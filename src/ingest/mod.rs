//! File and directory ingestion for conversation context.
//!
//! Explicitly named files are checked strictly and their failures surface
//! to the caller. Files discovered by walking a directory follow a
//! log-and-skip policy; only batch-level limits fail the whole upload.

use std::path::{Path, PathBuf};

use crate::core::config::FileHandlingConfig;
use crate::core::error::{ChatError, ChatResult};
use crate::core::message::AttachmentRef;

/// Collaborator that turns a structured or binary format (e.g. PDF) into
/// plain text. Registered per extension; extraction failures are always
/// skippable, never fatal to a batch.
pub trait DocumentExtractor: Send + Sync {
    /// Lowercase extensions with leading dot, e.g. `[".pdf"]`.
    fn extensions(&self) -> &[&str];
    fn extract(&self, path: &Path) -> ChatResult<String>;
}

#[derive(Debug)]
pub struct SkippedFile {
    pub path: PathBuf,
    pub reason: String,
}

#[derive(Debug, Default)]
pub struct IngestOutcome {
    pub attachments: Vec<AttachmentRef>,
    pub skipped: Vec<SkippedFile>,
}

struct Candidate {
    path: PathBuf,
    /// Whether per-file failures should fail the ingest call. True for
    /// explicitly named files, false for files found by a directory walk.
    strict: bool,
}

pub struct FileIngestor {
    config: FileHandlingConfig,
    extractors: Vec<Box<dyn DocumentExtractor>>,
}

impl FileIngestor {
    pub fn new(config: FileHandlingConfig) -> Self {
        Self {
            config,
            extractors: Vec::new(),
        }
    }

    pub fn register_extractor(&mut self, extractor: Box<dyn DocumentExtractor>) {
        self.extractors.push(extractor);
    }

    /// Ingest files and/or directories into attachment refs.
    pub fn ingest(&self, paths: &[PathBuf]) -> ChatResult<IngestOutcome> {
        let mut candidates = Vec::new();
        for path in paths {
            if path.is_dir() {
                collect_dir(path, &mut candidates)?;
            } else {
                candidates.push(Candidate {
                    path: path.clone(),
                    strict: true,
                });
            }
        }

        if candidates.len() > self.config.max_files_per_upload {
            return Err(ChatError::TooManyFiles {
                count: candidates.len(),
                max: self.config.max_files_per_upload,
            });
        }

        let mut outcome = IngestOutcome::default();
        for candidate in candidates {
            match self.process_file(&candidate.path) {
                Ok(attachment) => outcome.attachments.push(attachment),
                Err(err) if candidate.strict && !is_always_skippable(&err) => return Err(err),
                Err(err) => {
                    tracing::warn!(path = %candidate.path.display(), "skipping file: {err}");
                    outcome.skipped.push(SkippedFile {
                        path: candidate.path,
                        reason: err.to_string(),
                    });
                }
            }
        }
        Ok(outcome)
    }

    fn extractor_for(&self, extension: &str) -> Option<&dyn DocumentExtractor> {
        self.extractors
            .iter()
            .find(|e| e.extensions().contains(&extension))
            .map(|e| e.as_ref())
    }

    fn process_file(&self, path: &Path) -> ChatResult<AttachmentRef> {
        let extension = file_extension(path);
        let allowed = self
            .config
            .allowed_extensions
            .iter()
            .any(|e| e.eq_ignore_ascii_case(&extension));
        let extractor = self.extractor_for(&extension);
        if !allowed && extractor.is_none() {
            return Err(ChatError::UnsupportedFileType {
                path: path.to_path_buf(),
            });
        }

        let metadata = std::fs::metadata(path)?;
        let size_bytes = metadata.len();
        if size_bytes > self.config.max_file_size_bytes() {
            return Err(ChatError::FileTooLarge {
                path: path.to_path_buf(),
                size_bytes,
                max_bytes: self.config.max_file_size_bytes(),
            });
        }

        let extracted_text = match extractor {
            Some(extractor) => extractor
                .extract(path)
                .map_err(|e| extraction_error(path, &e))?,
            None => {
                if size_bytes > self.config.max_text_size_bytes() {
                    return Err(ChatError::FileTooLarge {
                        path: path.to_path_buf(),
                        size_bytes,
                        max_bytes: self.config.max_text_size_bytes(),
                    });
                }
                decode_text(std::fs::read(path)?)
            }
        };

        let filename = path
            .file_name()
            .map(|n| n.to_string_lossy().into_owned())
            .unwrap_or_else(|| path.display().to_string());

        Ok(AttachmentRef {
            filename,
            extracted_text,
            size_bytes,
            source_path: path.to_path_buf(),
        })
    }
}

fn extraction_error(path: &Path, cause: &ChatError) -> ChatError {
    ChatError::Config(format!(
        "extraction failed for {}: {cause}",
        path.display()
    ))
}

/// Extraction failures never fail a batch, even for explicit files.
fn is_always_skippable(err: &ChatError) -> bool {
    matches!(err, ChatError::Config(message) if message.starts_with("extraction failed"))
}

fn collect_dir(dir: &Path, candidates: &mut Vec<Candidate>) -> ChatResult<()> {
    for entry in std::fs::read_dir(dir)? {
        let entry = entry?;
        let path = entry.path();
        if path.is_dir() {
            collect_dir(&path, candidates)?;
        } else {
            candidates.push(Candidate {
                path,
                strict: false,
            });
        }
    }
    Ok(())
}

fn file_extension(path: &Path) -> String {
    path.extension()
        .and_then(|e| e.to_str())
        .map(|e| format!(".{}", e.to_lowercase()))
        .unwrap_or_default()
}

/// Decode raw bytes as UTF-8, falling back to a Latin-1 interpretation so
/// legacy text files never fail outright.
fn decode_text(bytes: Vec<u8>) -> String {
    match String::from_utf8(bytes) {
        Ok(text) => text,
        Err(err) => err.into_bytes().iter().map(|&b| b as char).collect(),
    }
}

#[cfg(test)]
mod tests {
    use super::*;
    use std::io::Write;

    fn config() -> FileHandlingConfig {
        FileHandlingConfig {
            allowed_extensions: vec![".txt".to_string(), ".md".to_string()],
            max_file_size_mb: 1,
            max_files_per_upload: 10,
            max_text_size_mb: 1,
        }
    }

    fn write_file(dir: &Path, name: &str, content: &[u8]) -> PathBuf {
        let path = dir.join(name);
        let mut file = std::fs::File::create(&path).unwrap();
        file.write_all(content).unwrap();
        path
    }

    #[test]
    fn explicit_disallowed_file_fails_the_call() {
        let dir = tempfile::tempdir().unwrap();
        let exe = write_file(dir.path(), "tool.exe", b"MZ");
        let ingestor = FileIngestor::new(config());
        let err = ingestor.ingest(&[exe]).unwrap_err();
        assert_eq!(err.kind(), "unsupported-file-type");
    }

    #[test]
    fn directory_walk_skips_disallowed_files() {
        let dir = tempfile::tempdir().unwrap();
        write_file(dir.path(), "a.txt", b"alpha");
        write_file(dir.path(), "b.txt", b"bravo");
        write_file(dir.path(), "c.txt", b"charlie");
        write_file(dir.path(), "virus.exe", b"MZ");

        let ingestor = FileIngestor::new(config());
        let outcome = ingestor.ingest(&[dir.path().to_path_buf()]).unwrap();
        assert_eq!(outcome.attachments.len(), 3);
        assert_eq!(outcome.skipped.len(), 1);
        assert!(outcome.skipped[0].path.ends_with("virus.exe"));
    }

    #[test]
    fn size_boundary_is_inclusive() {
        let dir = tempfile::tempdir().unwrap();
        let limit = config().max_file_size_bytes() as usize;
        let at_limit = write_file(dir.path(), "exact.txt", &vec![b'x'; limit]);
        let over = write_file(dir.path(), "over.txt", &vec![b'x'; limit + 1]);

        let ingestor = FileIngestor::new(config());
        let outcome = ingestor.ingest(&[at_limit]).unwrap();
        assert_eq!(outcome.attachments.len(), 1);

        let err = ingestor.ingest(&[over]).unwrap_err();
        assert_eq!(err.kind(), "file-too-large");
    }

    #[test]
    fn batch_limit_is_a_hard_failure() {
        let dir = tempfile::tempdir().unwrap();
        let mut paths = Vec::new();
        for i in 0..11 {
            paths.push(write_file(dir.path(), &format!("f{i}.txt"), b"x"));
        }
        let ingestor = FileIngestor::new(config());
        let err = ingestor.ingest(&paths).unwrap_err();
        assert_eq!(err.kind(), "too-many-files");
    }

    #[test]
    fn latin1_content_still_decodes() {
        let dir = tempfile::tempdir().unwrap();
        // 0xE9 is 'é' in Latin-1 and invalid standalone UTF-8.
        let path = write_file(dir.path(), "legacy.txt", &[b'c', b'a', b'f', 0xE9]);
        let ingestor = FileIngestor::new(config());
        let outcome = ingestor.ingest(&[path]).unwrap();
        assert_eq!(outcome.attachments[0].extracted_text, "café");
    }

    struct FailingExtractor;

    impl DocumentExtractor for FailingExtractor {
        fn extensions(&self) -> &[&str] {
            &[".pdf"]
        }

        fn extract(&self, _path: &Path) -> ChatResult<String> {
            Err(ChatError::Config("encrypted document".to_string()))
        }
    }

    struct UpperExtractor;

    impl DocumentExtractor for UpperExtractor {
        fn extensions(&self) -> &[&str] {
            &[".pdf"]
        }

        fn extract(&self, path: &Path) -> ChatResult<String> {
            Ok(std::fs::read_to_string(path)?.to_uppercase())
        }
    }

    #[test]
    fn extractor_failure_is_skippable_even_for_explicit_files() {
        let dir = tempfile::tempdir().unwrap();
        let pdf = write_file(dir.path(), "doc.pdf", b"%PDF-1.4");
        let mut ingestor = FileIngestor::new(config());
        ingestor.register_extractor(Box::new(FailingExtractor));

        let outcome = ingestor.ingest(&[pdf]).unwrap();
        assert!(outcome.attachments.is_empty());
        assert_eq!(outcome.skipped.len(), 1);
        assert!(outcome.skipped[0].reason.contains("extraction failed"));
    }

    #[test]
    fn extractor_output_becomes_the_attachment_text() {
        let dir = tempfile::tempdir().unwrap();
        let pdf = write_file(dir.path(), "doc.pdf", b"hello");
        let mut ingestor = FileIngestor::new(config());
        ingestor.register_extractor(Box::new(UpperExtractor));

        let outcome = ingestor.ingest(&[pdf]).unwrap();
        assert_eq!(outcome.attachments[0].extracted_text, "HELLO");
    }
}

_ _ _ _

Problem to work on:
Read each line of the material, and wherever the word "crate" turns up, copy that line.

Answer space:
use crate::core::config::FileHandlingConfig;
use crate::core::error::{ChatError, ChatResult};
use crate::core::message::AttachmentRef;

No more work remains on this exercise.